Record excerpts |
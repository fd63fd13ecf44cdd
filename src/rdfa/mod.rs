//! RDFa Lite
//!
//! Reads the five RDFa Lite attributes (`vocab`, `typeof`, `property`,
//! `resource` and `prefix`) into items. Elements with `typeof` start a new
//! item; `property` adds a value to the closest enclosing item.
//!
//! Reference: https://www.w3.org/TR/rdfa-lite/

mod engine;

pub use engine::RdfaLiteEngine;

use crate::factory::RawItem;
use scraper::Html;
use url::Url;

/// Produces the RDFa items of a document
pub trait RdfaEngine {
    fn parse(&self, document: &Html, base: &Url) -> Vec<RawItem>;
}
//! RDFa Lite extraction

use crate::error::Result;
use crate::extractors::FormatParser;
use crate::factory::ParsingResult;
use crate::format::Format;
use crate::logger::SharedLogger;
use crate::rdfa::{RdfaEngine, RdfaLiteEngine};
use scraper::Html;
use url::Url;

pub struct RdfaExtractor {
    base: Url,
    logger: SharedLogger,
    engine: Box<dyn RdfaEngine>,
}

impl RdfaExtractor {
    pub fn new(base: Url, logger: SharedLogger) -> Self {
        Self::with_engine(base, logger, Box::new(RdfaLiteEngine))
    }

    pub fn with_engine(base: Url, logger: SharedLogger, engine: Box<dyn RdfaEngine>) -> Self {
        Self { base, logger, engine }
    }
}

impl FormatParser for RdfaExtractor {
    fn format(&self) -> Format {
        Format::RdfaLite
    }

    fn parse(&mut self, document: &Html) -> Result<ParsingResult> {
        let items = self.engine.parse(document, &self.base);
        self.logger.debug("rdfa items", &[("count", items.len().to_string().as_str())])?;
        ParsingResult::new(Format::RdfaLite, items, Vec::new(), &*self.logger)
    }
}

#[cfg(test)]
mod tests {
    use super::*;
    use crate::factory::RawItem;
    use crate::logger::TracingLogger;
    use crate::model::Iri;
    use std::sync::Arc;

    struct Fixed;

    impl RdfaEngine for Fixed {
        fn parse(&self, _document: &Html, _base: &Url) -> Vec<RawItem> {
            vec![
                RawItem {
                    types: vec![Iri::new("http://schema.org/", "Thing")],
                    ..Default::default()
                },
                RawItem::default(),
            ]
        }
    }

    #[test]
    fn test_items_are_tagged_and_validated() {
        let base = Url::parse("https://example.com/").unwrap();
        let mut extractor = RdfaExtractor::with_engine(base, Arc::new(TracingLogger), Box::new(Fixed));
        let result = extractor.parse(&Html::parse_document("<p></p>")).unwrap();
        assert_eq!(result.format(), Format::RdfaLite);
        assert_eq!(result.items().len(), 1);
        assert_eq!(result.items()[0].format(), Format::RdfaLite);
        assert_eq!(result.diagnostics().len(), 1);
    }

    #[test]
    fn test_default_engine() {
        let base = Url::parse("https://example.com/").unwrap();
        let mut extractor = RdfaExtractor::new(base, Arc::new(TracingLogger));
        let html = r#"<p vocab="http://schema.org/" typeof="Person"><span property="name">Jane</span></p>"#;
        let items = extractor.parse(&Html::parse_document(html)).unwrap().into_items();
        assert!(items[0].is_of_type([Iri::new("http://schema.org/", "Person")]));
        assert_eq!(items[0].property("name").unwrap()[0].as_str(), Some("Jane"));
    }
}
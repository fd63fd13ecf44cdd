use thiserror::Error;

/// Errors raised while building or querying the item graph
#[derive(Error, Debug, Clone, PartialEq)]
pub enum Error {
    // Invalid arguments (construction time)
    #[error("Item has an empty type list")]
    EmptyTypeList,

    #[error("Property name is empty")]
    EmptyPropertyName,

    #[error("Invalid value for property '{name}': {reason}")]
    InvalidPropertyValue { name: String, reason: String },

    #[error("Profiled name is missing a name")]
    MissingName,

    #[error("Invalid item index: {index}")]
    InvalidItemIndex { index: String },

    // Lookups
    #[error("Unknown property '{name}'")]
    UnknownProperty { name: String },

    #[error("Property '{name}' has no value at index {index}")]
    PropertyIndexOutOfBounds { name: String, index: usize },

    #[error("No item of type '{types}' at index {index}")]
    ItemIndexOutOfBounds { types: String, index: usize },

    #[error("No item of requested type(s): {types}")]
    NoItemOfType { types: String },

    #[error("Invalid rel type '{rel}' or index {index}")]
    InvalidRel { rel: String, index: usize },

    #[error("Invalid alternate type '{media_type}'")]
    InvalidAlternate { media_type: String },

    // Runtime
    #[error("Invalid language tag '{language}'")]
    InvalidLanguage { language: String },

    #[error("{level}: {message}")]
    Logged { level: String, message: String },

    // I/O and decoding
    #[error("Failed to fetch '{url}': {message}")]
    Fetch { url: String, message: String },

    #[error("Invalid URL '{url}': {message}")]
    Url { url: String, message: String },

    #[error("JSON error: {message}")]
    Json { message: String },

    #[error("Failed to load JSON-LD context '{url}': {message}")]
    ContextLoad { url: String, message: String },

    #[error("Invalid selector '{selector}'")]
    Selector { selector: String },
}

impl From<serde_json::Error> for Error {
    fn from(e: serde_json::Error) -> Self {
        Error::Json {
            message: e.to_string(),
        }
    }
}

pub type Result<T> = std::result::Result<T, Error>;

---

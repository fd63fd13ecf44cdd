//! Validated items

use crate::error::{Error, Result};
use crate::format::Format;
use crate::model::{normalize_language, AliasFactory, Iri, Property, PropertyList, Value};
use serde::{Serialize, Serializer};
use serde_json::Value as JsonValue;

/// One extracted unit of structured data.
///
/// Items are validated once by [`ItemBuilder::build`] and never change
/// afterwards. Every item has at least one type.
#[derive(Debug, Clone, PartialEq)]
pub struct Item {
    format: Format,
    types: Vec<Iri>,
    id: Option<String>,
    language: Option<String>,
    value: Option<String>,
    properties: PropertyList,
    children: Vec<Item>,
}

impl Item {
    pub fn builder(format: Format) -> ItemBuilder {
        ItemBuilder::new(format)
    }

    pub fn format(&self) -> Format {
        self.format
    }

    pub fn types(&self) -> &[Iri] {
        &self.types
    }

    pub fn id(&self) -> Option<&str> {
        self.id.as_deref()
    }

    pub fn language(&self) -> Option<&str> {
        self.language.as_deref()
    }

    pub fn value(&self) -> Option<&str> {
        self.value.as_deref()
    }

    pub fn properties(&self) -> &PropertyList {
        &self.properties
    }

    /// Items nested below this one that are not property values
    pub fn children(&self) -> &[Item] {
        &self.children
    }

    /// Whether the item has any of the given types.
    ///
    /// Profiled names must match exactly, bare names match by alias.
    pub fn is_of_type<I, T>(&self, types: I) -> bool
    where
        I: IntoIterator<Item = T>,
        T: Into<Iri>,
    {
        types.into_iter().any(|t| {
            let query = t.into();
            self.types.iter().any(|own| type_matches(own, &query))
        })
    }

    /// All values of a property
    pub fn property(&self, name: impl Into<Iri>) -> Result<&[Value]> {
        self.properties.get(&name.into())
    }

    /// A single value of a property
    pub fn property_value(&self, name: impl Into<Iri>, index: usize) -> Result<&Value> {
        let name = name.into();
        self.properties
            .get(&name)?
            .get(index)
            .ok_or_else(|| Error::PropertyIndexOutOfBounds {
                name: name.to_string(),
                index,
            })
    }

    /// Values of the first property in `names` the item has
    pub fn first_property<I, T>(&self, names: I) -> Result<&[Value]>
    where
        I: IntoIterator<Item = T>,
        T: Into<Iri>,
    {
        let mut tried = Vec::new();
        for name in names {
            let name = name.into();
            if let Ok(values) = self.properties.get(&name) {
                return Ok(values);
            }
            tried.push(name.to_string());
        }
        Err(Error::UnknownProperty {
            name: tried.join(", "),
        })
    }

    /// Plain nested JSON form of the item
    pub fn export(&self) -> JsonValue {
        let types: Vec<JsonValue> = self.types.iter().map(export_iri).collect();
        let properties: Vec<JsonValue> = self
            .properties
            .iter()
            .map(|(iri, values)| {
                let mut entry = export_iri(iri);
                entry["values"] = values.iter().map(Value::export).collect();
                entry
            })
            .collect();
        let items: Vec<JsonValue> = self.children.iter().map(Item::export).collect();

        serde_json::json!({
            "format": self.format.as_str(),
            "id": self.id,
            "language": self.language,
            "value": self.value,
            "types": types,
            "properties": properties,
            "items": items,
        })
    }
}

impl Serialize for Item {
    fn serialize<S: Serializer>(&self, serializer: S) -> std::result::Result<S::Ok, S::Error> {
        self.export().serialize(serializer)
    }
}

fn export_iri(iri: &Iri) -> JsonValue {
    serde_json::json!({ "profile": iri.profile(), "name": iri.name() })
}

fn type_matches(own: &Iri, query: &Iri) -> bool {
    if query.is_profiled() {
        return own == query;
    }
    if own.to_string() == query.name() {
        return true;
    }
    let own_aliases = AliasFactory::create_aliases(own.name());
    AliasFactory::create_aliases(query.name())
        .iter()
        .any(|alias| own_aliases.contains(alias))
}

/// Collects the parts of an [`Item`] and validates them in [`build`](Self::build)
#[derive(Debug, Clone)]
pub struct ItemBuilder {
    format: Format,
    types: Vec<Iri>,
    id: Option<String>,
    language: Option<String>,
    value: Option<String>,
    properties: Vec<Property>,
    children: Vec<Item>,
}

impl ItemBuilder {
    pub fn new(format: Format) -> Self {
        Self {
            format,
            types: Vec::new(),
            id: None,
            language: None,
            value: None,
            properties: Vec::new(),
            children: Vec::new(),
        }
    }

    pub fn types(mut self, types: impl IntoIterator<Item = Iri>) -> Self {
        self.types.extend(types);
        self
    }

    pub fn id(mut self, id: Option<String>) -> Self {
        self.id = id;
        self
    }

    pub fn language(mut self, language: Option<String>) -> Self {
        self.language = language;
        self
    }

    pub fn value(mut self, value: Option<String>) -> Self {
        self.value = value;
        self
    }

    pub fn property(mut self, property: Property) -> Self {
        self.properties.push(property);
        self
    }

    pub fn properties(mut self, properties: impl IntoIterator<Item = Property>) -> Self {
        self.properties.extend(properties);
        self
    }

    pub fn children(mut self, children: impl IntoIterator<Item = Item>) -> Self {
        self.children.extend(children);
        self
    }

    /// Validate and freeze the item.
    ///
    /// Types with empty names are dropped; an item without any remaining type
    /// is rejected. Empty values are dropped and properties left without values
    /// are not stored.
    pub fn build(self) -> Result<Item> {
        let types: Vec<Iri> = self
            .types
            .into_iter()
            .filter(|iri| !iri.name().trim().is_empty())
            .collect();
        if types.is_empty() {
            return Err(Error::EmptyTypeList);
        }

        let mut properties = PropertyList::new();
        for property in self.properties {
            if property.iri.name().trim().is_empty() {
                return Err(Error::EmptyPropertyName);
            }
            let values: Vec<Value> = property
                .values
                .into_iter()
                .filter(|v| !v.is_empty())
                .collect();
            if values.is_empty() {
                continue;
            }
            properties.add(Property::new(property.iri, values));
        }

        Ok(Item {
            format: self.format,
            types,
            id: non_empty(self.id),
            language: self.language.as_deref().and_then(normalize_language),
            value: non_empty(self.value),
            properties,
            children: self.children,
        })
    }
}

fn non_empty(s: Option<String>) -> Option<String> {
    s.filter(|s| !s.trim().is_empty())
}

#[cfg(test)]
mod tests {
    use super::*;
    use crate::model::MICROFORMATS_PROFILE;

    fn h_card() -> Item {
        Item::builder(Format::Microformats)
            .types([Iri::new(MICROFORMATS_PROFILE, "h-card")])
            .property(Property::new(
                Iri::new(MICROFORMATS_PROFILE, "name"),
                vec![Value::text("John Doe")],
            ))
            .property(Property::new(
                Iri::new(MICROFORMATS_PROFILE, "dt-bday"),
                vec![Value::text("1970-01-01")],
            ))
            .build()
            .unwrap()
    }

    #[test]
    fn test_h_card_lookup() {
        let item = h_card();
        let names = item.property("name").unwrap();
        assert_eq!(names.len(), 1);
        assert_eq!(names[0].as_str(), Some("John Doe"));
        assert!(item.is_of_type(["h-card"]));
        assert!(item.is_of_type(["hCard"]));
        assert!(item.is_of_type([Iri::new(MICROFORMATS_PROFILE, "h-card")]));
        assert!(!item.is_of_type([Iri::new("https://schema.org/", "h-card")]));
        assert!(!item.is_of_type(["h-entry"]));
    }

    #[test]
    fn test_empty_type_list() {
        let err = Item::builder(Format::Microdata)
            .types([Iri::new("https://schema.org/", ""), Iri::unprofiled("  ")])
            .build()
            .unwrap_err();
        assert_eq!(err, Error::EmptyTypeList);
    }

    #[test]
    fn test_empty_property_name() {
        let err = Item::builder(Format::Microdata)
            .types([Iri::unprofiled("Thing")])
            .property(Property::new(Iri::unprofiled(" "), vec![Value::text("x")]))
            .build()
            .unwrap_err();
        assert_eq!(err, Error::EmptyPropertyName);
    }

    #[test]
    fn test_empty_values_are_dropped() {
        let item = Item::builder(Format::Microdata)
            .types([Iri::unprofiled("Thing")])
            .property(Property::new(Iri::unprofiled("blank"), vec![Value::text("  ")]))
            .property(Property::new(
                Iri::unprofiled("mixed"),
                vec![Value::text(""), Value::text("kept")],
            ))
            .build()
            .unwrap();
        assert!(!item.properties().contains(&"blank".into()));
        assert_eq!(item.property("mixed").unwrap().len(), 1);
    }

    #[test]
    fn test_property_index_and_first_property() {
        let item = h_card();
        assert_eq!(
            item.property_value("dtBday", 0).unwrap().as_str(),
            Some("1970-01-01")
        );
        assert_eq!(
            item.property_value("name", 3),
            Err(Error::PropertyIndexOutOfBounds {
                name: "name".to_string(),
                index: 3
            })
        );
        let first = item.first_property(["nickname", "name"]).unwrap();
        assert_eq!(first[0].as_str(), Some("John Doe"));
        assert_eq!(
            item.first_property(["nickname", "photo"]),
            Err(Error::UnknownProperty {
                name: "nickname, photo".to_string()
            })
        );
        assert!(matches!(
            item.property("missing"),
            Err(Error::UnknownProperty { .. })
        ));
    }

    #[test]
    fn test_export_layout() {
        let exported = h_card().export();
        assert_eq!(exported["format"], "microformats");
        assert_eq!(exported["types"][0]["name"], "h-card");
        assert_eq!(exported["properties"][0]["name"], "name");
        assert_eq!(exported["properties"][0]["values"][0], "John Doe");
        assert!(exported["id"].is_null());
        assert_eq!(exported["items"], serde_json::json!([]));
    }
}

Aim of the exercise |
Looking at the entries above, count the lines that contain "typeof" and answer with only the number.

Solution for this problem |
3